Glauco Campello, in O Brilho da Simplicidade

No final de abril de 1500, quando os marinheiros de Pedro Álvares Cabral e os frades de


frei Henrique de Coimbra, ajudados pelos índios, armaram uma grande cruz com a
madeira da mata local e prepararam o cenário para a Primeira Missa em terra firme,
estavam compondo um ambiente adaptado ao meio natural e organizando um espaço
para o atendimento de funções práticas e simbólicas. Isso não era senão um cenário
arquitetônico improvisado: a configuração de um recinto religioso.
Os frades franciscanos, que no dizer de Gilberto Freyre madrugaram nos trópicos, foram
portanto os mentores desse primeiro cenário montado no Brasil para assinalar um
momento solene, de manifestação do poder terreno e espiritual. E se dispuseram a fazê-
lo com meios simples, ajustando-se às circunstâncias.
Logo a seguir, em vários pontos do litoral brasileiro, começaram as ações isoladas dos
missionários da Ordem dos Frades Menores. Não só frades portugueses, também
espanhóis e italianos. Há notícias desses missionários franciscanos por estas bandas,
desde 1503.
Sabe-se de alguns que foram trucidados pelos índios e são hoje rememorados como
protomártires do Evangelho. Entre eles os que construíram em Porto Seguro, parece que
em 1516, a primeira igreja do Brasil, de taipa de pilão e cobertura de palha. O certo é
que ao chegarem a Salvador, em 1549, na armada de Tomé de Sousa, os jesuítas já
encontraram muito trabalho feito no Brasil pelos incansáveis franciscanos. O padre
Manuel da Nóbrega foi o primeiro a reconhecer isso. Das primeiras construções
improvisadas durante o trabalho pioneiro dos missionários, nada se guardou. E no
entanto aquela primeira igreja de Porto Seguro, já com um campanário de alvenaria e
coberta de telhas, estava sendo usada por volta de 1730; algumas de suas paredes
ainda estavam de pé em 1940, mas dela, hoje, só restam os vestígios de sua fundação.
O primeiro convento fundado pelos frades menores foi o de Nossa Senhora das Neves de
Olinda, em 1585, após a criação, em Pernambuco, de uma custódia submetida à
província de Santo Antônio dos Currais, em Portugal. A partir de então, muitas igrejas e
conventos foram construídos pelos frades seráficos, sobretudo no Nordeste.

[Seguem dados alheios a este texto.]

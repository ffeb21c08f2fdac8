use std::fmt::Write;

use axum::extract::State;
use axum::response::{Html, IntoResponse};

use crate::endpoints::common::ApiError;
use crate::service::ServiceState;

/// `GET /`
///
/// Renders all metrics as an HTML table, sorted by name.
pub async fn handle(State(state): State<ServiceState>) -> Result<impl IntoResponse, ApiError> {
    let mut samples = state.metrics().get_all().await?;
    samples.sort_by(|a, b| a.name().cmp(b.name()));

    let mut html = String::from(
        "<!DOCTYPE html>\n<html>\n<head><title>Metrics</title></head>\n<body>\n<table>\n\
         <tr><th>Name</th><th>Type</th><th>Value</th></tr>\n",
    );

    for sample in &samples {
        writeln!(
            html,
            "<tr><td>{}</td><td>{}</td><td>{}</td></tr>",
            Escaped(sample.name()),
            sample.kind(),
            sample.value()
        )
        .ok();
    }

    html.push_str("</table>\n</body>\n</html>\n");
    Ok(Html(html))
}

struct Escaped<'a>(&'a str);

impl std::fmt::Display for Escaped<'_> {
    fn fmt(&self, f: &mut std::fmt::Formatter<'_>) -> std::fmt::Result {
        for c in self.0.chars() {
            match c {
                '<' => f.write_str("&lt;")?,
                '>' => f.write_str("&gt;")?,
                '&' => f.write_str("&amp;")?,
                '"' => f.write_str("&quot;")?,
                '\'' => f.write_str("&#39;")?,
                c => f.write_char(c)?,
            }
        }
        Ok(())
    }
}

#[cfg(test)]
mod tests {
    use super::*;

    #[test]
    fn test_escape() {
        let escaped = Escaped("<b>\"a\" & 'b'</b>").to_string();
        assert_eq!(escaped, "&lt;b&gt;&quot;a&quot; &amp; &#39;b&#39;&lt;/b&gt;");
    }
}
use std::io;
use std::net::{IpAddr, Ipv4Addr, Ipv6Addr, SocketAddr};
use std::time::Duration;

use meter_auth::{CIPHERED_HEADER, HASH_HEADER, REAL_IP_HEADER};
use meter_common::{is_connection_refused, try_run};
use reqwest::header::{CONTENT_ENCODING, CONTENT_TYPE};
use reqwest::{Client, StatusCode};
use tokio::net::UdpSocket;
use url::{Host, Url};

use crate::payload::Upload;

/// An error sending a request to the collector.
#[derive(Debug, thiserror::Error)]
pub enum UpstreamError {
    /// The collector address is not a valid base URL.
    #[error("invalid collector address `{0}`")]
    InvalidAddress(String),
    /// The request could not be sent or the response not received.
    #[error("could not send request")]
    Reqwest(#[from] reqwest::Error),
    /// The collector rejected the request.
    #[error("collector responded with status {0}")]
    Status(StatusCode),
}

/// HTTP client for the collector.
///
/// Every request is retried on refused connections with the shared backoff schedule.
#[derive(Clone, Debug)]
pub struct UpstreamClient {
    client: Client,
    base_url: Url,
    real_ip: Option<IpAddr>,
}

impl UpstreamClient {
    /// Creates a client for the collector at `address`.
    ///
    /// `address` is either `host:port` or a full URL, optionally with a path prefix. The local
    /// address used to reach the collector is resolved once and sent with every request.
    pub async fn new(address: &str, timeout: Duration) -> Result<Self, UpstreamError> {
        let invalid = || UpstreamError::InvalidAddress(address.to_owned());

        let base_url = if address.contains("://") {
            Url::parse(address)
        } else {
            Url::parse(&format!("http://{address}"))
        }
        .map_err(|_| invalid())?;

        if base_url.cannot_be_a_base() || base_url.host().is_none() {
            return Err(invalid());
        }

        let client = Client::builder().timeout(timeout).build()?;

        Ok(Self {
            client,
            real_ip: local_ip(&base_url).await,
            base_url,
        })
    }

    /// Returns the base URL of the collector.
    pub fn base_url(&self) -> &Url {
        &self.base_url
    }

    /// Appends path segments to the base URL, percent-encoding each of them.
    ///
    /// An empty last segment produces a trailing slash.
    pub fn url<I>(&self, segments: I) -> Url
    where
        I: IntoIterator,
        I::Item: AsRef<str>,
    {
        let mut url = self.base_url.clone();
        // Base URLs are checked in `new`, so the path is always mutable.
        if let Ok(mut path) = url.path_segments_mut() {
            path.pop_if_empty().extend(segments);
        }
        url
    }

    /// Returns the address sent in the `X-Real-IP` header.
    pub fn real_ip(&self) -> Option<IpAddr> {
        self.real_ip
    }

    /// Returns `true` if the collector's health endpoint answers with `200 OK`.
    pub async fn ping(&self) -> bool {
        let url = self.url(["ping"]);
        let result = try_run(
            || self.client.get(url.clone()).send(),
            |error| is_connection_refused(error),
        )
        .await;

        match result {
            Ok(response) => response.status() == StatusCode::OK,
            Err(error) => {
                meter_log::warn!(
                    error = &error as &dyn std::error::Error,
                    "collector health check failed"
                );
                false
            }
        }
    }

    /// Posts an upload to the collector.
    pub async fn send(&self, upload: &Upload) -> Result<(), UpstreamError> {
        let response = try_run(
            || self.request(upload).send(),
            |error| is_connection_refused(error),
        )
        .await?;

        let status = response.status();
        // Drain the body so the connection can be reused.
        response.bytes().await?;

        if !status.is_success() {
            return Err(UpstreamError::Status(status));
        }

        Ok(())
    }

    fn request(&self, upload: &Upload) -> reqwest::RequestBuilder {
        let mut builder = self
            .client
            .post(self.url(&upload.segments))
            .header(CONTENT_TYPE, upload.content_type)
            .body(upload.body.clone());

        if upload.compressed {
            builder = builder.header(CONTENT_ENCODING, "gzip");
        }
        if upload.ciphered {
            builder = builder.header(CIPHERED_HEADER, "true");
        }
        if let Some(ref signature) = upload.signature {
            builder = builder.header(HASH_HEADER, signature);
        }
        if let Some(ip) = self.real_ip {
            builder = builder.header(REAL_IP_HEADER, ip.to_string());
        }

        builder
    }
}

/// Returns the local address the system routes traffic to the collector from.
///
/// Connecting a UDP socket sends no packets.
async fn local_ip(url: &Url) -> Option<IpAddr> {
    let host = match url.host()? {
        Host::Domain(domain) => domain.to_owned(),
        Host::Ipv4(ip) => ip.to_string(),
        Host::Ipv6(ip) => ip.to_string(),
    };
    let port = url.port_or_known_default()?;

    let result = async {
        let target = tokio::net::lookup_host((host.as_str(), port))
            .await?
            .next()
            .ok_or_else(|| io::Error::new(io::ErrorKind::NotFound, "host has no address"))?;

        let unspecified: IpAddr = match target {
            SocketAddr::V4(_) => Ipv4Addr::UNSPECIFIED.into(),
            SocketAddr::V6(_) => Ipv6Addr::UNSPECIFIED.into(),
        };

        let socket = UdpSocket::bind((unspecified, 0)).await?;
        socket.connect(target).await?;
        socket.local_addr()
    }
    .await;

    match result {
        Ok(addr) => Some(addr.ip()),
        Err(error) => {
            meter_log::warn!(
                error = &error as &dyn std::error::Error,
                "could not determine local address for {host}"
            );
            None
        }
    }
}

Primeira Missa no Brasil (Victor Meirelles – 1861)


Nada restou da feição original dessas primitivas construções. Mas podemos ver algumas
delas, tal como eram na primeira metade do século XVII, nos quadros de Franz Post.
Ninguém dirá que a iconografia criada pelo pintor de Nassau - que produziu muitas de
suas telas já de volta à Holanda com base em anotações cuidadosamente preparadas
durante a sua estada nos trópicos - não seja até enriquecida pela memória e o afeto. O
que faz de suas pinturas uma representação importante não só do ponto de vista
documental, mas também do ponto de vista da figuração sensível de um ambiente
natural e social.
Suas vistas panorâmicas de vilas e pequenos aglomerados embebidos na paisagem do
Nordeste brasileiro, captadas por um europeu de formação renascentista, dizem-nos
alguma coisa mais do que diria um frio documento de época. Assim como a
reconstituição do cenário da Primeira Missa, segundo a visão de Victor Meirelles, um
pintor do romantismo, que construiu a sua composição no final do século XIX de acordo
com modelos da pintura européia, toca o nosso imaginário como uma verdade já
consagrada, uma versão com a qual compactuamos. Somos levados pelo olhar afetuoso
do artista a absorver a cena imaginada como a transcrição de um testemunho real.
Nos quadros de Franz Post, onde o foco da atenção está sempre à distância, as
construções franciscanas não aparecem em primeiro plano. Elas fazem parte, quase
anônimas, dos conjuntos de edificações dispersas na paisagem ou aglomeradas diante
de um longínquo horizonte. Mesmo isoladas, como em alguns casos, elas são parte de
uma composição cujo tema predominante continua a ser a paisagem. Dispostas assim,
ao lado de outras edificações - formando aqueles conjuntos homogêneos, quase
uniformes, das construções brasileiras do começo do século XVII -, elas não são
reconhecidas à primeira vista, e um olhar desatento não as distingue das outras igrejas.
Mas na medida em que ficamos sabendo de suas características peculiares - o bloco
singelo da nave com o frontão triangular, o alpendre, o terreiro frontal e, ao lado da
igreja, o campanário recuado e as alas conventuais em torno do pátio quadrangular -, a
presença desses primeiros conventos salta à vista quando examinamos um quadro do
pintor holandês. As suas imagens são do período posterior à invasão e ao incêndio de
Olinda. e mesmo que algumas dessas construções estejam sendo mostradas ainda
incompletas ou danificadas pelo fogo ateado, as reconhecemos.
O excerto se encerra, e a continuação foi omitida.